Yes. Anyone else like to speak? Okay. Well, I’ll give a bit of summing up then. Thank you very much for the, and, we’ll every day try to pray for 1 or 2 Muslim women.
But, now we know, that first we think of them as being human, and then we think of them as being women, and then we think of them as being Muslim. Okay? I’m it’s useful to analyze what we actually do. Sometimes we’re so focused on Muslim that we’re forgetting something or we’re narrowing what is wider. And, there’s no stereotype.
We could just we could probably put together, a 1,000 different kind of profiles, And those would just be a beginning of the many types of, Muslims Muslim women that there are. And I don’t know if I should even say type, but, and then we should think about Muslim women in minority, as they are at the moment, in our countries. It does make a difference when you share good news or establish a relationship, whether a person is is a student or a refugee or an immigrant or a second or third generation, born British or born American, or whether the person’s a tourist, or whether the person is a convert, to Islam.

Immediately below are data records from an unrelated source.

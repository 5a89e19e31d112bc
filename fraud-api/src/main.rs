use actix_cors::Cors;
use actix_web::{middleware as actix_middleware, web, App, HttpServer};
use dotenv::dotenv;
use fraud_api::{
    config::Config,
    database,
    handlers::{self, ServiceStart},
    metrics,
    middleware::{JwtAuth, RateLimiter},
};
use risk_core::{RiskRules, RiskScorer};
use std::sync::Arc;
use std::time::Instant;
use tracing::{error, info, Level};
use tracing_subscriber::FmtSubscriber;

#[actix_web::main]
async fn main() -> std::io::Result<()> {
    dotenv().ok();

    let _subscriber = FmtSubscriber::builder()
        .with_max_level(Level::INFO)
        .json()
        .init();

    info!("Starting Fraud API...");

    // Load configuration
    let config = Config::from_env().expect("Failed to load configuration");
    info!("Configuration loaded successfully");

    // Rule tables are validated once here; evaluation never re-checks them
    let scorer = Arc::new(
        RiskScorer::new(RiskRules::default()).expect("Risk rule tables failed validation"),
    );

    metrics::register_metrics(prometheus::default_registry())
        .expect("Failed to register metrics");

    // Create database pool
    info!("Connecting to database at {}", config.database.url);
    let pool = match database::create_pool(&config.database.url, config.database.max_connections)
        .await
    {
        Ok(p) => {
            info!("Database connection pool created successfully");
            p
        }
        Err(e) => {
            error!("Failed to create database pool: {}", e);
            return Err(std::io::Error::new(
                std::io::ErrorKind::Other,
                format!("Database connection failed: {}", e),
            ));
        }
    };

    if let Err(e) = database::health_check(&pool).await {
        error!("Database health check failed: {}", e);
        return Err(std::io::Error::new(
            std::io::ErrorKind::Other,
            "Database not accessible",
        ));
    }
    info!("Database health check passed");

    let server_config = config.server.clone();
    let jwt_secret = config.auth.jwt_secret.clone();
    let requests_per_minute = config.rate_limit.requests_per_minute;
    let start = ServiceStart(Instant::now());

    info!(
        "Starting HTTP server on {}:{}",
        server_config.host, server_config.port
    );

    HttpServer::new(move || {
        let jwt_secret = jwt_secret.clone();
        App::new()
            .app_data(web::Data::new(pool.clone()))
            .app_data(web::Data::new(scorer.clone()))
            .app_data(web::Data::new(start))
            .wrap(
                Cors::default()
                    .allow_any_origin()
                    .allow_any_method()
                    .allow_any_header()
                    .max_age(3600),
            )
            .wrap(actix_middleware::Logger::default())
            .wrap(RateLimiter::new(requests_per_minute))
            .configure(|cfg| handlers::configure_routes(cfg, JwtAuth::new(&jwt_secret)))
    })
    .workers(server_config.workers)
    .bind((server_config.host, server_config.port))?
    .run()
    .await
}
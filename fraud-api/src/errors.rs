use actix_web::{HttpResponse, ResponseError};
use std::fmt;

#[derive(Debug)]
pub enum ApiError {
    DatabaseError(sqlx::Error),
    ValidationError(String),
    Unauthorized(String),
    NotFound(String),
    InternalError(String),
}

impl fmt::Display for ApiError {
    fn fmt(&self, f: &mut fmt::Formatter<'_>) -> fmt::Result {
        match self {
            ApiError::DatabaseError(e) => write!(f, "Database error: {}", e),
            ApiError::ValidationError(msg) => write!(f, "Validation error: {}", msg),
            ApiError::Unauthorized(msg) => write!(f, "Unauthorized: {}", msg),
            ApiError::NotFound(msg) => write!(f, "Not found: {}", msg),
            ApiError::InternalError(msg) => write!(f, "Internal error: {}", msg),
        }
    }
}

impl std::error::Error for ApiError {}

impl ResponseError for ApiError {
    fn error_response(&self) -> HttpResponse {
        match self {
            ApiError::DatabaseError(_) => {
                HttpResponse::InternalServerError().json(serde_json::json!({
                    "error": "DATABASE_ERROR",
                    "message": self.to_string()
                }))
            }
            ApiError::ValidationError(_) => {
                HttpResponse::BadRequest().json(serde_json::json!({
                    "error": "VALIDATION_ERROR",
                    "message": self.to_string()
                }))
            }
            ApiError::Unauthorized(_) => {
                HttpResponse::Unauthorized().json(serde_json::json!({
                    "error": "UNAUTHORIZED",
                    "message": self.to_string()
                }))
            }
            ApiError::NotFound(_) => {
                HttpResponse::NotFound().json(serde_json::json!({
                    "error": "NOT_FOUND",
                    "message": self.to_string()
                }))
            }
            ApiError::InternalError(_) => {
                HttpResponse::InternalServerError().json(serde_json::json!({
                    "error": "INTERNAL_ERROR",
                    "message": self.to_string()
                }))
            }
        }
    }
}

impl From<sqlx::Error> for ApiError {
    fn from(err: sqlx::Error) -> Self {
        ApiError::DatabaseError(err)
    }
}

pub type ApiResult<T> = Result<T, ApiError>;
//! Logging, tracing, and metrics initialization.
//!
//! Always installs a `tracing-subscriber` fmt layer writing to stderr
//! (stdout belongs to the CLI's JSON output). With an OTLP endpoint, traces,
//! metrics, and logs are also exported there.

pub mod invocation;
pub mod metrics;

use opentelemetry::trace::TracerProvider as _;
use opentelemetry_otlp::WithExportConfig as _;
use opentelemetry_sdk::logs::SdkLoggerProvider;
use opentelemetry_sdk::metrics::SdkMeterProvider;
use opentelemetry_sdk::trace::SdkTracerProvider;
use tracing_subscriber::EnvFilter;
use tracing_subscriber::layer::SubscriberExt as _;
use tracing_subscriber::util::SubscriberInitExt as _;

use crate::config::Config;
use crate::error::{Error, Result};

/// Configuration for telemetry initialization.
pub struct TelemetryConfig {
    /// Optional OTLP endpoint (e.g. "http://localhost:4317").
    pub endpoint: Option<String>,
    /// The service name reported in telemetry signals.
    pub service_name: String,
    /// Filter used when `RUST_LOG` is not set.
    pub log_level: String,
}

impl TelemetryConfig {
    pub fn from_config(config: &Config, service_name: impl Into<String>) -> Self {
        Self {
            endpoint: config.otel_endpoint.clone(),
            service_name: service_name.into(),
            log_level: config.log_level.clone(),
        }
    }
}

/// Holds the OTel providers. Flushes and shuts them down on drop.
///
/// Keep it alive for the lifetime of the process.
#[derive(Default)]
pub struct TelemetryGuard {
    pipelines: Option<OtlpPipelines>,
}

struct OtlpPipelines {
    tracer: SdkTracerProvider,
    meter: SdkMeterProvider,
    logger: SdkLoggerProvider,
}

impl TelemetryGuard {
    /// Whether OTLP export is active.
    pub fn is_exporting(&self) -> bool {
        self.pipelines.is_some()
    }

    /// Force-flush all pipelines. Call off the async executor.
    pub fn force_flush(&self) {
        if let Some(ref p) = self.pipelines {
            let _ = p.tracer.force_flush();
            let _ = p.meter.force_flush();
            let _ = p.logger.force_flush();
        }
    }
}

impl Drop for TelemetryGuard {
    fn drop(&mut self) {
        if let Some(p) = self.pipelines.take() {
            let _ = p.logger.shutdown();
            let _ = p.meter.shutdown();
            let _ = p.tracer.shutdown();
        }
    }
}

fn build_pipelines(endpoint: &str, service_name: String) -> Result<OtlpPipelines> {
    let resource = opentelemetry_sdk::Resource::builder()
        .with_service_name(service_name)
        .build();

    let span_exporter = opentelemetry_otlp::SpanExporter::builder()
        .with_tonic()
        .with_endpoint(endpoint)
        .build()
        .map_err(|e| Error::Other(format!("failed to create OTLP span exporter: {e}")))?;
    let tracer = SdkTracerProvider::builder()
        .with_batch_exporter(span_exporter)
        .with_resource(resource.clone())
        .build();

    let metric_exporter = opentelemetry_otlp::MetricExporter::builder()
        .with_tonic()
        .with_endpoint(endpoint)
        .build()
        .map_err(|e| Error::Other(format!("failed to create OTLP metric exporter: {e}")))?;
    let meter = SdkMeterProvider::builder()
        .with_periodic_exporter(metric_exporter)
        .with_resource(resource.clone())
        .build();

    let log_exporter = opentelemetry_otlp::LogExporter::builder()
        .with_tonic()
        .with_endpoint(endpoint)
        .build()
        .map_err(|e| Error::Other(format!("failed to create OTLP log exporter: {e}")))?;
    let logger = SdkLoggerProvider::builder()
        .with_batch_exporter(log_exporter)
        .with_resource(resource)
        .build();

    Ok(OtlpPipelines {
        tracer,
        meter,
        logger,
    })
}

/// Initialize logging, and OTel export when an endpoint is configured.
///
/// # Errors
///
/// Returns an error if an OTLP exporter fails to build or a global
/// subscriber is already installed.
pub fn init_telemetry(config: TelemetryConfig) -> Result<TelemetryGuard> {
    let env_filter =
        EnvFilter::try_from_default_env().unwrap_or_else(|_| EnvFilter::new(&config.log_level));
    let fmt_layer = tracing_subscriber::fmt::layer().with_writer(std::io::stderr);

    let Some(endpoint) = config.endpoint else {
        tracing_subscriber::registry()
            .with(env_filter)
            .with(fmt_layer)
            .try_init()
            .map_err(|e| Error::Other(format!("failed to init tracing subscriber: {e}")))?;
        return Ok(TelemetryGuard::default());
    };

    let pipelines = build_pipelines(&endpoint, config.service_name)?;
    opentelemetry::global::set_meter_provider(pipelines.meter.clone());

    let otel_trace_layer =
        tracing_opentelemetry::layer().with_tracer(pipelines.tracer.tracer("action-invoker"));
    let otel_log_layer =
        opentelemetry_appender_tracing::layer::OpenTelemetryTracingBridge::new(&pipelines.logger);

    tracing_subscriber::registry()
        .with(env_filter)
        .with(fmt_layer.compact())
        .with(otel_trace_layer)
        .with(otel_log_layer)
        .try_init()
        .map_err(|e| Error::Other(format!("failed to init tracing subscriber: {e}")))?;

    Ok(TelemetryGuard {
        pipelines: Some(pipelines),
    })
}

Coming over last year, I sat next to a Saudi Arabian couple on the plane, and I couldn’t talk very much with a woman because she didn’t speak English, and I my Arabic was pretty bad. But I was able to talk with her husband who sat between us, and I, I was also able to show him an Urdu calendar card with a verse from scripture on it.
And I asked him I said, can you read this? He was able to read it, because he it’s written in the same script as Arabic. He picked out some of the words. So I said, it comes from a psalm, a psalm of David. And then we talked about the Psalms, and I was able to give him a new testament and Psalms.
And I said, please share it with your wife. So Muslim women of many kinds, let’s just clook conclude with a short prayer. We thank you, oh god, that we can study together. Guide us, we pray, and bless us this day in the name of the one God, the father, the son, and the holy spirit. Amen.